Just wanting to do whats best but not sure what that is

roslin

New member
So me and my fiancé are very new to polyamory and I wasn’t really looking for new partners but I met an amazing guy who is also poly and has a wonderful girlfriend that is happy for both of us. Unfortunately although my fiancé has been very gung ho about being poly (he’s the one that originally did all the research and suggested that it would be right for us) being faced with the real thing has brought up a lot of issues. He has been feeling very insecure and jealous about it and is very worried that I will leave him. I have been trying to be very understanding of this, and the other guy has been very understanding as well, and I have been keeping things as just friends for now so that my fiancé feels more comfortable. He is trying to work on feeling better about everything and ok with me having another relationship but it’s still very hard to talk about with him. So I barely ever see my friend in person but we still text often and we have realized that we love each other.

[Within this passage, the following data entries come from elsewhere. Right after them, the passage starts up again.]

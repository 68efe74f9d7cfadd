//! aria-report - command-line entry point
//!
//! Subcommands:
//! - `run`: full pipeline with the configured generators
//! - `generate-report`: same, with `--meta key=value` package metadata
//! - `init-config`: write a default TOML configuration

use std::fs::OpenOptions;
use std::path::{Path, PathBuf};
use std::sync::Mutex;

use anyhow::{bail, Context, Result};
use clap::{Parser, Subcommand};
use indexmap::IndexMap;
use tracing::info;
use tracing_subscriber::{fmt, layer::SubscriberExt, util::SubscriberInitExt, EnvFilter};

use aria_common::config::{
    load_config, resolve_base_path, resolve_config_path, write_toml_config, LoggingConfig,
    TomlConfig, BASE_PATH_ENV,
};
use aria_report::{parse_metadata_overrides, run_default};

/// Command-line arguments for aria-report
#[derive(Parser, Debug)]
#[command(name = "aria-report")]
#[command(about = "Draft grounded reports from raw project materials")]
#[command(version)]
struct Args {
    /// Configuration file (TOML)
    #[arg(short, long, global = true, env = "ARIA_CONFIG")]
    config: Option<PathBuf>,

    #[command(subcommand)]
    command: Command,
}

#[derive(Subcommand, Debug)]
enum Command {
    /// Run the full pipeline
    Run {
        /// Project root containing `materials/`
        #[arg(long)]
        base_path: Option<PathBuf>,

        /// Report title
        #[arg(long)]
        title: String,
    },

    /// Run the full pipeline with package metadata overrides
    GenerateReport {
        /// Project root containing `materials/`
        #[arg(long)]
        base_path: Option<PathBuf>,

        /// Report title
        #[arg(long)]
        title: String,

        /// Repeatable key=value entries added to the package metadata
        #[arg(long = "meta", value_name = "KEY=VALUE")]
        meta: Vec<String>,
    },

    /// Write a default configuration file
    InitConfig {
        /// Destination path
        #[arg(long)]
        output: PathBuf,

        /// Overwrite an existing file
        #[arg(long)]
        force: bool,
    },
}

fn init_tracing(logging: &LoggingConfig) -> Result<()> {
    let filter = EnvFilter::try_from_default_env()
        .or_else(|_| EnvFilter::try_new(&logging.level))
        .context("Invalid log level")?;
    let registry = tracing_subscriber::registry().with(filter);

    match &logging.file {
        Some(path) => {
            if let Some(parent) = path.parent().filter(|p| !p.as_os_str().is_empty()) {
                std::fs::create_dir_all(parent)
                    .with_context(|| format!("Failed to create log directory {}", parent.display()))?;
            }
            let file = OpenOptions::new()
                .create(true)
                .append(true)
                .open(path)
                .with_context(|| format!("Failed to open log file {}", path.display()))?;
            registry
                .with(fmt::layer().with_ansi(false).with_writer(Mutex::new(file)))
                .init();
        }
        None => registry.with(fmt::layer().with_writer(std::io::stderr)).init(),
    }
    Ok(())
}

/// Config for a pipeline command; `<base>/aria-report.toml` is honoured
///
/// Tracing is installed from the loaded config, so the source is logged here
/// rather than while loading.
fn load_pipeline_config(explicit: Option<&Path>, base_hint: Option<&Path>) -> Result<TomlConfig> {
    let env_base = std::env::var_os(BASE_PATH_ENV).map(PathBuf::from);
    let hint = base_hint.or(env_base.as_deref());
    let path = resolve_config_path(explicit, hint);
    let config = load_config(path.as_deref()).context("Failed to load configuration")?;

    init_tracing(&config.logging)?;
    info!("Starting aria-report v{}", env!("CARGO_PKG_VERSION"));
    info!("{}", config_source(path.as_deref()));
    Ok(config)
}

fn config_source(path: Option<&Path>) -> String {
    match path {
        Some(path) => format!("Loaded configuration from {}", path.display()),
        None => "No configuration file found; using built-in defaults".to_string(),
    }
}

async fn run_pipeline(
    config: &TomlConfig,
    base_path: Option<&Path>,
    title: &str,
    overrides: IndexMap<String, String>,
) -> Result<()> {
    let base = resolve_base_path(base_path, BASE_PATH_ENV, config);
    info!("Base path: {}", base.display());

    let package = run_default(&base, title, config, &overrides)
        .await
        .context("Report pipeline failed")?;

    println!(
        "Wrote '{}' ({} sections)",
        package.draft.title,
        package.draft.sections.len()
    );
    Ok(())
}

#[tokio::main]
async fn main() -> Result<()> {
    let args = Args::parse();

    match args.command {
        Command::InitConfig { output, force } => {
            if output.exists() && !force {
                bail!("{} already exists (use --force to overwrite)", output.display());
            }
            write_toml_config(&TomlConfig::default(), &output)
                .context("Failed to write configuration")?;
            println!("Wrote default configuration to {}", output.display());
            Ok(())
        }
        Command::Run { base_path, title } => {
            let config = load_pipeline_config(args.config.as_deref(), base_path.as_deref())?;
            run_pipeline(&config, base_path.as_deref(), &title, IndexMap::new()).await
        }
        Command::GenerateReport {
            base_path,
            title,
            meta,
        } => {
            let overrides = parse_metadata_overrides(&meta).context("Invalid --meta entry")?;
            let config = load_pipeline_config(args.config.as_deref(), base_path.as_deref())?;
            run_pipeline(&config, base_path.as_deref(), &title, overrides).await
        }
    }
}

How do you balance things in these situations though? When you want so badly to be with them both but have to wait so that your not hurting your partner? I love them both and just want to do what’s best for everyone, and the second guy has been very understanding of all this and is willing to be patient and wait and hope that we can be together eventually. I just find it hard to consider him just friends and keep things from moving forward when I love him and want to be with him so bad, but that’s what I have been trying to do so that my fiancé can feel more secure and ok with everything. I just don’t completely know if I’m going about this the right way.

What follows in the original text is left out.